__Activity__
The answer should be each line of the records that contains the word "marker"; please copy them all.

☆ ☆ ☆

//! Byte offsets to line/column, and context snippets.

/// 1-based line and column of a byte offset. Offsets past the end map to
/// the last position.
pub fn line_col(content: &str, offset: usize) -> (usize, usize) {
    let mut offset = offset.min(content.len());
    while !content.is_char_boundary(offset) {
        offset -= 1;
    }
    let before = &content[..offset];
    let line = before.matches('\n').count() + 1;
    let line_start = before.rfind('\n').map(|i| i + 1).unwrap_or(0);
    let column = before[line_start..].chars().count() + 1;
    (line, column)
}

/// `size` lines either side of `line` (1-based), numbered, with the target
/// line marked by `>`.
pub fn context_lines(content: &str, line: usize, size: usize) -> String {
    let lines: Vec<&str> = content.lines().collect();
    if lines.is_empty() || line == 0 {
        return String::new();
    }
    let target = line.min(lines.len());
    let first = target.saturating_sub(size).max(1);
    let last = (target + size).min(lines.len());
    let width = last.to_string().len();
    (first..=last)
        .map(|n| {
            let marker = if n == target { '>' } else { ' ' };
            format!("{marker} {n:>width$} | {}", lines[n - 1])
        })
        .collect::<Vec<_>>()
        .join("\n")
}

#[cfg(test)]
mod tests {
    use super::*;

    #[test]
    fn offsets_map_to_lines() {
        let src = "let a = 1;\nvar my_var = 2;\n";
        assert_eq!(line_col(src, 0), (1, 1));
        assert_eq!(line_col(src, 15), (2, 5));
        assert_eq!(line_col(src, 999), (3, 1));
    }

    #[test]
    fn context_is_clamped_to_file() {
        let src = "a\nb\nc\nd";
        let ctx = context_lines(src, 1, 2);
        assert_eq!(ctx, "> 1 | a\n  2 | b\n  3 | c");
        assert_eq!(context_lines("", 1, 2), "");
    }
}
//! Top-level ManasX configuration with layered resolution.

use std::path::Path;

use serde::{Deserialize, Serialize};

use super::{DetectConfig, LearnConfig, LoggingConfig, MonitorConfig};
use crate::constants::PROJECT_CONFIG_FILE;
use crate::errors::ConfigError;

/// Top-level configuration aggregating all sub-configs.
///
/// Resolution order (highest priority first):
/// 1. Explicit overrides (applied via `apply_overrides`)
/// 2. Environment variables (`MANASX_*`)
/// 3. Project config (`manasx.toml` in project root)
/// 4. Compiled defaults
#[derive(Debug, Clone, Serialize, Deserialize, Default)]
#[serde(default)]
pub struct ManasxConfig {
    pub learn: LearnConfig,
    pub detect: DetectConfig,
    pub monitor: MonitorConfig,
    pub logging: LoggingConfig,
}

/// Caller-supplied overrides that beat every other layer.
#[derive(Debug, Clone, Default)]
pub struct ConfigOverrides {
    pub max_files: Option<usize>,
    pub threshold: Option<u32>,
    pub include_info: Option<bool>,
    pub debounce_ms: Option<u64>,
    pub ai_detection: Option<bool>,
    pub log_dir: Option<String>,
}

impl ManasxConfig {
    /// Load configuration for the project at `root`.
    pub fn load(root: &Path, overrides: Option<&ConfigOverrides>) -> Result<Self, ConfigError> {
        let mut config = Self::default();

        let project_config_path = root.join(PROJECT_CONFIG_FILE);
        if project_config_path.exists() {
            Self::merge_toml_file(&mut config, &project_config_path)?;
        }

        Self::apply_env_overrides(&mut config);

        if let Some(overrides) = overrides {
            Self::apply_overrides(&mut config, overrides);
        }

        Self::validate(&config)?;

        tracing::debug!(
            root = %root.display(),
            debounce_ms = config.monitor.effective_debounce_ms(),
            threshold = config.detect.effective_threshold(),
            "configuration resolved"
        );
        Ok(config)
    }

    /// Load configuration from a TOML string (for testing).
    pub fn from_toml(toml_str: &str) -> Result<Self, ConfigError> {
        toml::from_str(toml_str).map_err(|e| ConfigError::ParseError {
            path: "<string>".to_string(),
            message: e.to_string(),
        })
    }

    /// Validate the configuration values.
    pub fn validate(config: &ManasxConfig) -> Result<(), ConfigError> {
        if let Some(threshold) = config.detect.threshold {
            if threshold > 100 {
                return Err(ConfigError::ValidationFailed {
                    field: "detect.threshold".to_string(),
                    message: "must be between 0 and 100".to_string(),
                });
            }
        }
        if config.monitor.debounce_ms == Some(0) {
            return Err(ConfigError::ValidationFailed {
                field: "monitor.debounce_ms".to_string(),
                message: "must be greater than 0".to_string(),
            });
        }
        if config.monitor.poll_interval_ms == Some(0) {
            return Err(ConfigError::ValidationFailed {
                field: "monitor.poll_interval_ms".to_string(),
                message: "must be greater than 0".to_string(),
            });
        }
        if config.logging.max_log_size == Some(0) {
            return Err(ConfigError::ValidationFailed {
                field: "logging.max_log_size".to_string(),
                message: "must be greater than 0".to_string(),
            });
        }
        if config.learn.max_files == Some(0) {
            return Err(ConfigError::ValidationFailed {
                field: "learn.max_files".to_string(),
                message: "must be greater than 0".to_string(),
            });
        }
        Ok(())
    }

    /// Merge a TOML file into the existing config.
    /// Unknown keys are silently ignored (forward-compatible).
    fn merge_toml_file(config: &mut ManasxConfig, path: &Path) -> Result<(), ConfigError> {
        let content = std::fs::read_to_string(path).map_err(|_| ConfigError::FileNotFound {
            path: path.display().to_string(),
        })?;

        let file_config: ManasxConfig =
            toml::from_str(&content).map_err(|e| ConfigError::ParseError {
                path: path.display().to_string(),
                message: e.to_string(),
            })?;

        Self::merge(config, &file_config);
        Ok(())
    }

    /// Merge `other` into `base`, where `other` values override `base` values
    /// only when `other` has a `Some` value.
    pub fn merge(base: &mut ManasxConfig, other: &ManasxConfig) {
        // Learn
        if other.learn.max_files.is_some() {
            base.learn.max_files = other.learn.max_files;
        }
        if !other.learn.extensions.is_empty() {
            base.learn.extensions = other.learn.extensions.clone();
        }
        if !other.learn.ignore_patterns.is_empty() {
            base.learn.ignore_patterns = other.learn.ignore_patterns.clone();
        }
        if other.learn.profile_path.is_some() {
            base.learn.profile_path = other.learn.profile_path.clone();
        }

        // Detect
        if other.detect.threshold.is_some() {
            base.detect.threshold = other.detect.threshold;
        }
        if other.detect.include_info.is_some() {
            base.detect.include_info = other.detect.include_info;
        }
        if other.detect.context_size.is_some() {
            base.detect.context_size = other.detect.context_size;
        }
        if !other.detect.blocked_modules.is_empty() {
            base.detect.blocked_modules = other.detect.blocked_modules.clone();
        }
        if other.detect.rules_file.is_some() {
            base.detect.rules_file = other.detect.rules_file.clone();
        }

        // Monitor
        if other.monitor.debounce_ms.is_some() {
            base.monitor.debounce_ms = other.monitor.debounce_ms;
        }
        if other.monitor.poll_interval_ms.is_some() {
            base.monitor.poll_interval_ms = other.monitor.poll_interval_ms;
        }
        if other.monitor.ai_detection.is_some() {
            base.monitor.ai_detection = other.monitor.ai_detection;
        }
        if other.monitor.drift_detection.is_some() {
            base.monitor.drift_detection = other.monitor.drift_detection;
        }
        if other.monitor.rule_checking.is_some() {
            base.monitor.rule_checking = other.monitor.rule_checking;
        }
        if other.monitor.classifier_timeout_ms.is_some() {
            base.monitor.classifier_timeout_ms = other.monitor.classifier_timeout_ms;
        }
        if other.monitor.recent_entries.is_some() {
            base.monitor.recent_entries = other.monitor.recent_entries;
        }

        // Logging
        if other.logging.log_dir.is_some() {
            base.logging.log_dir = other.logging.log_dir.clone();
        }
        if other.logging.max_log_size.is_some() {
            base.logging.max_log_size = other.logging.max_log_size;
        }
    }

    /// Apply environment variable overrides.
    fn apply_env_overrides(config: &mut ManasxConfig) {
        if let Ok(val) = std::env::var("MANASX_DEBOUNCE_MS") {
            if let Ok(v) = val.parse::<u64>() {
                config.monitor.debounce_ms = Some(v);
            }
        }
        if let Ok(val) = std::env::var("MANASX_LOG_DIR") {
            config.logging.log_dir = Some(val);
        }
        if let Ok(val) = std::env::var("MANASX_MAX_LOG_SIZE") {
            if let Ok(v) = val.parse::<u64>() {
                config.logging.max_log_size = Some(v);
            }
        }
        if let Ok(val) = std::env::var("MANASX_MAX_FILES") {
            if let Ok(v) = val.parse::<usize>() {
                config.learn.max_files = Some(v);
            }
        }
        if let Ok(val) = std::env::var("MANASX_AI_DETECTION") {
            if let Ok(v) = val.parse::<bool>() {
                config.monitor.ai_detection = Some(v);
            }
        }
    }

    /// Apply explicit overrides (highest priority).
    pub fn apply_overrides(config: &mut ManasxConfig, overrides: &ConfigOverrides) {
        if let Some(v) = overrides.max_files {
            config.learn.max_files = Some(v);
        }
        if let Some(v) = overrides.threshold {
            config.detect.threshold = Some(v);
        }
        if let Some(v) = overrides.include_info {
            config.detect.include_info = Some(v);
        }
        if let Some(v) = overrides.debounce_ms {
            config.monitor.debounce_ms = Some(v);
        }
        if let Some(v) = overrides.ai_detection {
            config.monitor.ai_detection = Some(v);
        }
        if let Some(ref v) = overrides.log_dir {
            config.logging.log_dir = Some(v.clone());
        }
    }

    /// Serialize the config back to TOML.
    pub fn to_toml(&self) -> Result<String, ConfigError> {
        toml::to_string_pretty(self).map_err(|e| ConfigError::ParseError {
            path: "<serialization>".to_string(),
            message: e.to_string(),
        })
    }
}
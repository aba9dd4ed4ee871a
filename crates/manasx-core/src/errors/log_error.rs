//! Log sink errors.

use std::path::PathBuf;

use super::error_code::{self, ManasxErrorCode};

/// Errors that can occur while writing or rotating a log file.
#[derive(Debug, thiserror::Error)]
pub enum LogError {
    #[error("Cannot create log directory {path}: {source}")]
    CreateDir {
        path: PathBuf,
        source: std::io::Error,
    },

    #[error("Write to {path} failed: {source}")]
    Write {
        path: PathBuf,
        source: std::io::Error,
    },

    #[error("Rotation of {path} failed: {source}")]
    Rotate {
        path: PathBuf,
        source: std::io::Error,
    },

    #[error("Could not serialize log record: {0}")]
    Serialize(String),
}

impl ManasxErrorCode for LogError {
    fn error_code(&self) -> &'static str {
        error_code::LOG_ERROR
    }
}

☆ ☆ ☆

__Result__
            let marker = if n == target { '>' } else { ' ' };
            format!("{marker} {n:>width$} | {}", lines[n - 1])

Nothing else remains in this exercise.